Kann ich nicht nachvollziehen.

Das work-Verzeichnis wird vom Tomcat verwendet. Dort landen die compilierten JSP Dateien (also eine Art Cache). Je nachdem, wie diese JSPs konfiguriert sind macht der Container von dem Cache gebrauch oder auch nicht.


----------



## ruutaiokwu (19. Okt 2010)

hallo,

er scheint fast so, dass man da ein paar minuten warten müsste, dann scheint das problem behoben zu sein...

gruss, jan


----------



## ruutaiokwu (15. Nov 2010)

ICH KANN EUCH NUR WARNEN, LEUTE!!!

hatte gerade wieder dieses problem, zuerst hatte es nach etwas total anderem ausgesehen, dann habe ich ein wenig den code geändert, auf einmal wurde mir eine NoSuchMethodException angezeigt... darauf habe ich im code nachgesehen, und rein GAR NIX gefunden.

nach dem leeren des verzeichnis' tomcat/work/Catalina/localhost/ ging alles wieder.

damit habe ich mehr als 1 1/2 stunden verbraten...:-(

eine potentielle gefahr sind alle app-server, die tomcat als servlet-container benutzen, und natürlich auch tomcat selbst!!!


grüsse, jan


----------



## maki (15. Nov 2010)

Hi jmar83,

du machst etwas falsch, hat bestimmt was mit der Exception und dem Code & der Konfiguration zu tun.

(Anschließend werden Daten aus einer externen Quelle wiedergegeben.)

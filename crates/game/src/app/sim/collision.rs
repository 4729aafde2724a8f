/// Axis-aligned bounding box in integer screen pixels.
#[derive(Debug, Clone, Copy, PartialEq, Eq)]
pub struct Aabb {
    pub x: i32,
    pub y: i32,
    pub w: i32,
    pub h: i32,
}

impl Aabb {
    pub const fn new(x: i32, y: i32, w: i32, h: i32) -> Self {
        Self { x, y, w, h }
    }
}

/// Strict-inequality AABB overlap: the boxes collide only when overlap is
/// confirmed independently on both axes, and edges that merely touch do not
/// count. Symmetric in its arguments.
pub fn boxes_overlap(a: Aabb, b: Aabb) -> bool {
    axis_overlap(a.x, a.w, b.x, b.w) && axis_overlap(a.y, a.h, b.y, b.h)
}

/// One edge of either span must fall strictly inside the other span.
fn axis_overlap(a0: i32, a_len: i32, b0: i32, b_len: i32) -> bool {
    let a1 = a0 + a_len;
    let b1 = b0 + b_len;
    (b0 < a0 && a0 < b1)
        || (b0 < a1 && a1 < b1)
        || (a0 < b0 && b0 < a1)
        || (a0 < b1 && b1 < a1)
}

#[cfg(test)]
mod tests {
    use super::*;

    #[test]
    fn overlapping_boxes_collide() {
        let a = Aabb::new(0, 0, 10, 10);
        let b = Aabb::new(5, 5, 10, 10);
        assert!(boxes_overlap(a, b));
    }

    #[test]
    fn contained_box_collides() {
        let outer = Aabb::new(0, 0, 20, 20);
        let inner = Aabb::new(5, 5, 2, 2);
        assert!(boxes_overlap(outer, inner));
        assert!(boxes_overlap(inner, outer));
    }

    #[test]
    fn touching_edges_do_not_collide() {
        let a = Aabb::new(0, 0, 10, 10);
        let right_of_a = Aabb::new(10, 0, 10, 10);
        let below_a = Aabb::new(0, 10, 10, 10);
        assert!(!boxes_overlap(a, right_of_a));
        assert!(!boxes_overlap(a, below_a));
    }

    #[test]
    fn touching_corner_does_not_collide() {
        let a = Aabb::new(0, 0, 10, 10);
        let corner = Aabb::new(10, 10, 10, 10);
        assert!(!boxes_overlap(a, corner));
    }

    #[test]
    fn single_axis_overlap_is_not_a_collision() {
        let a = Aabb::new(0, 0, 10, 10);
        let beside = Aabb::new(5, 30, 10, 10);
        assert!(!boxes_overlap(a, beside));
    }

    #[test]
    fn overlap_is_symmetric() {
        let pairs = [
            (Aabb::new(0, 0, 10, 10), Aabb::new(5, 5, 10, 10)),
            (Aabb::new(0, 0, 10, 10), Aabb::new(10, 0, 10, 10)),
            (Aabb::new(-4, -4, 8, 8), Aabb::new(0, 0, 2, 2)),
            (Aabb::new(0, 0, 10, 10), Aabb::new(0, 0, 10, 10)),
        ];
        for (a, b) in pairs {
            assert_eq!(boxes_overlap(a, b), boxes_overlap(b, a));
        }
    }

    #[test]
    fn coincident_boxes_have_no_strictly_interior_edge() {
        // Every edge lands exactly on the other box's edge, so the strict
        // comparison finds no interior crossing.
        let a = Aabb::new(3, 3, 6, 6);
        assert!(!boxes_overlap(a, a));
    }
}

Leider kann man nicht mehr sagen weil du weder die Exception, deinen Code noch die Konfiguration zeigst


----------



## FArt (16. Nov 2010)

jmar83 hat gesagt.:


> ICH KANN EUCH NUR WARNEN, LEUTE!!!
> 
> hatte gerade wieder dieses problem, zuerst hatte es nach etwas total anderem ausgesehen, dann habe ich ein wenig den code geändert, auf einmal wurde mir eine NoSuchMethodException angezeigt... darauf habe ich im code nachgesehen, und rein GAR NIX gefunden.
> 
> ...



Wenn das ein Bug ein sollte, dann reporte ihn entpsrechend, damit er gefixt werden kann. Wenn er schon bekannt ist, dann poste hier den Link des Bugs im Issuetracker.
Ich warne aber auch: in der Regel sitzt der Fehler davor. Solch ein Verhalten fühlt sich an wie Missachtung der Spezifikation.


----------